Monday, September 06, 2010

The Hyena's Laughter

I just spent 18 days in the capital of the Bolivarian Revolution, which also happens to be one of the most dangerous cities in the world. There was a huge uproar while I was there because the former Minister of Communications and current head of a government TV news channel appeared on a CNN en Español segment about the crime problem in Venezuela and he laughed about the crime statistics.
I heard reports that he had laughed, and I imagined his laughter to be more of a sarcastic, dismissive smirk, but then I saw the segment on internet.
Basically, you had to be there. It was harrowing.
Here was this dude, listening to the other talking head's laundry list of homicide statistics off camera, and you could hear him guffawing and laughing hard, as if he was listening to Don Rickles. Then they cut to him and he is literally slapping his thigh with forced, insincere, brutally mocking laughter. To add insult to injury, behind him is an oil painting of none other than Fidel Castro's mug.
Why the portrait of the head of another state? I find this even more offensive to the people of Venezuela.
When he finally could put on a straight face, the minister chose to answer with informal language that was more suited to a drunken discussion at a bar than an international news program.
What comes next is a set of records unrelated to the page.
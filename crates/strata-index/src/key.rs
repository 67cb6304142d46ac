//! Index keys and key definitions.
//!
//! An [`IndexKey`] is the comparison key of one tuple in one index: the
//! addressed field values, cloned out in part order. Keys are compared
//! lexicographically with shorter-prefix-first semantics, so a partial
//! search key sorts immediately before every full key it is a prefix of —
//! which is exactly what ordered-range positioning needs.

use std::cmp::Ordering;
use std::fmt;

use smallvec::SmallVec;
use strata_types::{Tuple, Value};

/// A comparison key: an ordered list of field values.
#[derive(Debug, Clone, PartialEq, Eq, PartialOrd, Ord, Hash)]
pub struct IndexKey(SmallVec<[Value; 3]>);

impl IndexKey {
    pub fn new(parts: impl IntoIterator<Item = Value>) -> Self {
        Self(parts.into_iter().collect())
    }

    /// An empty key (matches everything).
    pub fn empty() -> Self {
        Self(SmallVec::new())
    }

    #[inline]
    pub fn parts(&self) -> &[Value] {
        &self.0
    }

    #[inline]
    pub fn len(&self) -> u32 {
        self.0.len() as u32
    }

    #[inline]
    pub fn is_empty(&self) -> bool {
        self.0.is_empty()
    }

    /// Append `value` to the key.
    pub fn push(&mut self, value: Value) {
        self.0.push(value);
    }

    /// A new key with `suffix`'s parts appended.
    #[must_use]
    pub fn concat(&self, suffix: &IndexKey) -> IndexKey {
        let mut out = self.clone();
        for v in suffix.parts() {
            out.push(v.clone());
        }
        out
    }
}

impl fmt::Display for IndexKey {
    fn fmt(&self, f: &mut fmt::Formatter<'_>) -> fmt::Result {
        write!(f, "{{")?;
        for (i, v) in self.0.iter().enumerate() {
            if i > 0 {
                write!(f, ", ")?;
            }
            write!(f, "{v}")?;
        }
        write!(f, "}}")
    }
}

impl FromIterator<Value> for IndexKey {
    fn from_iter<T: IntoIterator<Item = Value>>(iter: T) -> Self {
        Self(iter.into_iter().collect())
    }
}

/// Compare a full key against a (possibly partial) search key.
///
/// Only the first `partial.len()` parts of `full` participate; if they all
/// match, the keys are considered equal. This is the comparison every
/// range predicate is built on.
pub fn compare_prefix(full: &IndexKey, partial: &IndexKey) -> Ordering {
    for (a, b) in full.parts().iter().zip(partial.parts()) {
        match a.cmp(b) {
            Ordering::Equal => continue,
            other => return other,
        }
    }
    if full.parts().len() < partial.parts().len() {
        Ordering::Less
    } else {
        Ordering::Equal
    }
}

/// Definition of a positional key: which tuple fields form the key, in
/// which order.
#[derive(Debug, Clone, PartialEq, Eq)]
pub struct KeyDef {
    parts: SmallVec<[u32; 4]>,
}

impl KeyDef {
    pub fn new(parts: impl IntoIterator<Item = u32>) -> Self {
        Self {
            parts: parts.into_iter().collect(),
        }
    }

    #[inline]
    pub fn parts(&self) -> &[u32] {
        &self.parts
    }

    #[inline]
    pub fn part_count(&self) -> u32 {
        self.parts.len() as u32
    }

    /// Extract the key of `tuple`.
    ///
    /// # Panics
    ///
    /// Panics if the tuple does not conform to the schema (a key field is
    /// missing). Tuples are validated before they reach an index.
    pub fn extract(&self, tuple: &Tuple) -> IndexKey {
        self.parts
            .iter()
            .map(|&pos| {
                tuple
                    .field(pos)
                    .unwrap_or_else(|| panic!("tuple has no field {pos} required by key"))
                    .clone()
            })
            .collect()
    }
}

#[cfg(test)]
mod tests {
    use super::*;

    fn key(vals: &[i64]) -> IndexKey {
        vals.iter().map(|&v| Value::Int(v)).collect()
    }

    #[test]
    fn test_prefix_compare_partial_key() {
        let full = key(&[2, 10]);
        assert_eq!(compare_prefix(&full, &key(&[2])), Ordering::Equal);
        assert_eq!(compare_prefix(&full, &key(&[3])), Ordering::Less);
        assert_eq!(compare_prefix(&full, &key(&[1])), Ordering::Greater);
        assert_eq!(compare_prefix(&full, &key(&[2, 10])), Ordering::Equal);
        assert_eq!(compare_prefix(&full, &key(&[2, 11])), Ordering::Less);
    }

    #[test]
    fn test_empty_search_key_matches_anything() {
        assert_eq!(compare_prefix(&key(&[5]), &IndexKey::empty()), Ordering::Equal);
    }

    #[test]
    fn test_shorter_prefix_sorts_first() {
        // A partial key positions before every full key it prefixes.
        assert!(key(&[2]) < key(&[2, 0]));
        assert!(key(&[2, 9]) < key(&[3]));
    }

    #[test]
    fn test_key_def_extract() {
        let t = Tuple::new(vec![Value::Int(7), Value::Str("x".into()), Value::Int(9)]);
        let def = KeyDef::new([2, 0]);
        assert_eq!(def.extract(&t), key(&[9, 7]));
    }
}
impl TxManager {
    fn gap_list_mut(&mut self, location: GapLocation) -> &mut Vec<GapId> {
        match location {
            GapLocation::Story { story, ord } => &mut self.stories[story].link_mut(ord).read_gaps,
            GapLocation::Index { space, ord } => {
                self.index_gaps.entry((space, ord)).or_default()
            }
        }
    }

    /// Allocate a gap item and register it on its location list and the
    /// owning transaction. `at_tail` appends instead of prepending — used
    /// by full-index count items so a later full count finds them without
    /// scanning the whole list.
    pub(crate) fn gap_new(
        &mut self,
        txn: TxnId,
        kind: GapKind,
        location: GapLocation,
        at_tail: bool,
    ) -> GapId {
        let gid = self.gaps.alloc(GapItem {
            txn,
            kind,
            location,
        });
        let list = self.gap_list_mut(location);
        if at_tail {
            list.push(gid);
        } else {
            list.insert(0, gid);
        }
        self.txns
            .get_mut(&txn)
            .expect("live txn")
            .gap_list
            .push(gid);
        gid
    }

    /// Detach a gap item from its location list and its transaction, and
    /// free it.
    pub(crate) fn delete_gap(&mut self, gid: GapId) {
        let (txn, location) = {
            let item = &self.gaps[gid];
            (item.txn, item.location)
        };
        let list = self.gap_list_mut(location);
        if let Some(pos) = list.iter().position(|&g| g == gid) {
            list.remove(pos);
        }
        if let Some(txn) = self.txns.get_mut(&txn) {
            if let Some(pos) = txn.gap_list.iter().position(|&g| g == gid) {
                txn.gap_list.remove(pos);
            }
        }
        self.gaps.free(gid);
    }

    /// Record that `txn` observed the absence of a visible version at
    /// `story` (which must be a chain head) in index `ord`.
    pub(crate) fn track_story_gap(&mut self, txn: TxnId, story: StoryId, ord: u32) {
        debug_assert!(self.stories[story].link(ord).newer.is_none());
        if !self.txns.contains_key(&txn) {
            return;
        }
        self.gap_new(
            txn,
            GapKind::Inplace,
            GapLocation::Story { story, ord },
            false,
        );
    }

    /// Record a near miss of an ordered scan: `txn` read the interval
    /// between some predecessor and `successor` (absent when the scan ran
    /// off the end of the index).
    pub fn track_gap(
        &mut self,
        txn: Option<TxnId>,
        space: SpaceId,
        ord: u32,
        successor: Option<&Tuple>,
        iter: IteratorType,
        key: Option<&IndexKey>,
    ) {
        if !self.enabled {
            return;
        }
        let Some(txn) = txn else { return };
        if self.txn_status(txn) != Some(TxnStatus::InProgress) {
            return;
        }
        let kind = GapKind::Nearby {
            iter,
            key: key.cloned(),
        };
        match successor {
            Some(successor) => {
                let story = if successor.is_dirty() {
                    self.story_get(successor)
                } else {
                    self.story_new(space, successor)
                };
                debug_assert!(self.stories[story].link(ord).in_index);
                self.gap_new(txn, kind, GapLocation::Story { story, ord }, false);
            }
            None => {
                self.gap_new(txn, kind, GapLocation::Index { space, ord }, false);
            }
        }
    }

    /// Record a full-key miss in a unique index.
    pub fn track_point(&mut self, txn: Option<TxnId>, space: SpaceId, ord: u32, key: IndexKey) {
        if !self.enabled {
            return;
        }
        let Some(txn) = txn else { return };
        if self.txn_status(txn) != Some(TxnStatus::InProgress) {
            return;
        }
        let key = PointKey { space, ord, key };
        let hid = self.holes.alloc(PointHole {
            txn,
            key: key.clone(),
        });
        self.point_holes.entry(key).or_default().push(hid);
        self.txns
            .get_mut(&txn)
            .expect("live txn")
            .point_holes
            .push(hid);
    }

    /// Record that `txn` enumerated the whole of an unordered index.
    pub fn track_full_scan(&mut self, txn: Option<TxnId>, space: SpaceId, ord: u32) {
        if !self.enabled {
            return;
        }
        let Some(txn) = txn else { return };
        if self.txn_status(txn) != Some(TxnStatus::InProgress) {
            return;
        }
        self.gap_new(
            txn,
            GapKind::FullScan,
            GapLocation::Index { space, ord },
            false,
        );
    }

    /// Whether `txn` already recorded a full-index, no-bound count on
    /// this index. Such items are appended at the tail of the index gap
    /// list, so probing from the tail stops at the first non-count item.
    pub(crate) fn full_count_recorded_already(
        &self,
        space: SpaceId,
        ord: u32,
        txn: TxnId,
    ) -> bool {
        let Some(list) = self.index_gaps.get(&(space, ord)) else {
            return false;
        };
        for &gid in list.iter().rev() {
            let item = &self.gaps[gid];
            let GapKind::Count { key, until, .. } = &item.kind else {
                return false;
            };
            if item.txn != txn {
                continue;
            }
            if key.is_some() || until.is_some() {
                return false;
            }
            return true;
        }
        false
    }

    /// Record a count observation and return the number of matching
    /// tuples that are physically present but invisible to `txn`.
    ///
    /// The counting transaction becomes a reader of every counted story
    /// and a gap reader of every matching story it could not see, so a
    /// rollback of counted versions drags it down and a commit of unseen
    /// matching versions conflicts with it.
    pub fn track_count_until(
        &mut self,
        txn: Option<TxnId>,
        space: SpaceId,
        ord: u32,
        iter: IteratorType,
        key: Option<&IndexKey>,
        until: Option<&Tuple>,
    ) -> u64 {
        if !self.enabled {
            return 0;
        }

        // A repeated full count by the same transaction needs no second
        // item; only the invisible tally.
        if let Some(t) = txn {
            if key.is_none()
                && until.is_none()
                && self.full_count_recorded_already(space, ord, t)
            {
                return self.invisible_count_matching_until(txn, space, ord, iter, key, until);
            }
        }

        if let Some(t) = txn {
            if self.txn_status(t) == Some(TxnStatus::InProgress) {
                let kind = GapKind::Count {
                    iter,
                    key: key.cloned(),
                    until: until.cloned(),
                };
                let at_tail = key.is_none() && until.is_none();
                self.gap_new(t, kind, GapLocation::Index { space, ord }, at_tail);
            }
        }

        let until_key = until.map(|u| self.tuple_cmp_key(space, ord, u));
        let stories = self.stories_in_index(space, ord);
        let mut invisible = 0;
        for sid in stories {
            let tuple = self.stories[sid].tuple.clone();
            let tuple_key = self.tuple_cmp_key(space, ord, &tuple);
            if !strata_index::key_matches_until(&tuple_key, iter, key, until_key.as_ref()) {
                continue;
            }
            // Track the story as read or gap-read, and conflict with the
            // prepared transactions whose changes are invisible to us.
            let prepared_ok = self.detect_prepared_ok(txn, space);
            if self.clarify_story(txn, space, sid, ord, prepared_ok).is_none() {
                invisible += 1;
            }
        }
        invisible
    }

    /// Count matching stories with no version visible to `txn`, without
    /// installing any tracker.
    pub fn invisible_count_matching_until(
        &mut self,
        txn: Option<TxnId>,
        space: SpaceId,
        ord: u32,
        iter: IteratorType,
        key: Option<&IndexKey>,
        until: Option<&Tuple>,
    ) -> u64 {
        if !self.enabled {
            return 0;
        }
        let until_key = until.map(|u| self.tuple_cmp_key(space, ord, u));
        let prepared_ok = self.detect_prepared_ok(txn, space);
        let stories = self.stories_in_index(space, ord);
        let mut invisible = 0;
        for sid in stories {
            let tuple = self.stories[sid].tuple.clone();
            let tuple_key = self.tuple_cmp_key(space, ord, &tuple);
            if !strata_index::key_matches_until(&tuple_key, iter, key, until_key.as_ref()) {
                continue;
            }
            let (visible, _) = self.find_visible_tuple(sid, txn, ord, prepared_ok);
            if visible.is_none() {
                invisible += 1;
            }
        }
        invisible
    }

    /// Stories of `space` whose tuple is physically present in index
    /// `ord` (chain heads). All versions of a chain share one key, so
    /// these heads stand for every key the index holds a story for.
    pub(crate) fn stories_in_index(&self, space: SpaceId, ord: u32) -> Vec<StoryId> {
        let Some(set) = self.space_stories.get(&space) else {
            return Vec::new();
        };
        set.iter()
            .copied()
            .filter(|&sid| {
                let link = self.stories[sid].link(ord);
                if !link.in_index {
                    debug_assert!(link.newer.is_some());
                    return false;
                }
                debug_assert!(link.newer.is_none());
                true
            })
            .collect()
    }

    /// Drop a point hole from its hash bucket and its transaction.
    pub(crate) fn remove_hole(&mut self, hid: HoleId) {
        let (txn, key) = {
            let hole = &self.holes[hid];
            (hole.txn, hole.key.clone())
        };
        if let Some(bucket) = self.point_holes.get_mut(&key) {
            if let Some(pos) = bucket.iter().position(|&h| h == hid) {
                bucket.remove(pos);
            }
            if bucket.is_empty() {
                self.point_holes.remove(&key);
            }
        }
        if let Some(txn) = self.txns.get_mut(&txn) {
            if let Some(pos) = txn.point_holes.iter().position(|&h| h == hid) {
                txn.point_holes.remove(pos);
            }
        }
        self.holes.free(hid);
    }
}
That the man has not been asked to resign by his boss is amazing to me, but Venezuelans just shrug it off. Never going to happen, they say.
The Fidel Castro effigy is not a coincidence. Castro is good at this kind of heavy, dripping sarcasm he has been directing at his imperialist nemesis for almost fifty years. It's the same bitterly unfunny, witless sense of humor of Maoist mock trials, as hilarious as putting dunce caps on intellectuals. It is childish, defensive, resentful and deeply patronizing. It's the cowardly behavior of a bully. Of course, the government will say that the enemies of the regime are making up the numbers. In truth, the minister's response would have been adequate if he had said exactly what he said in a dignified way. Instead, he took a tone of savage mockery and disrespect in a country where most people have lost someone they know to violence.

There is nothing I loathe more than Latin American leftist propaganda, with its worn revolutionary clichés, and its shrill, infantile, hysteric defensiveness. I fucking hate it with every fiber of my breathing being.

1 comment:

  1. Hola Judy,

    La de Izarra no es risa de humor sino de burla, justo ayer publicaron en El Nacional una entrevista a Laureano Marquez en la que comenta al respecto del tema. Acá te mando el link:

    http://www.el-nacional.com/www/site/p_contenido.php?q=nodo/153234/Arte

    Me dio mucho gusto conocerte, pasamos un rato super agradable. Para la próxima los torteloni serán mejores.

    dale saludos a bea.

    que estés bien,

    matias.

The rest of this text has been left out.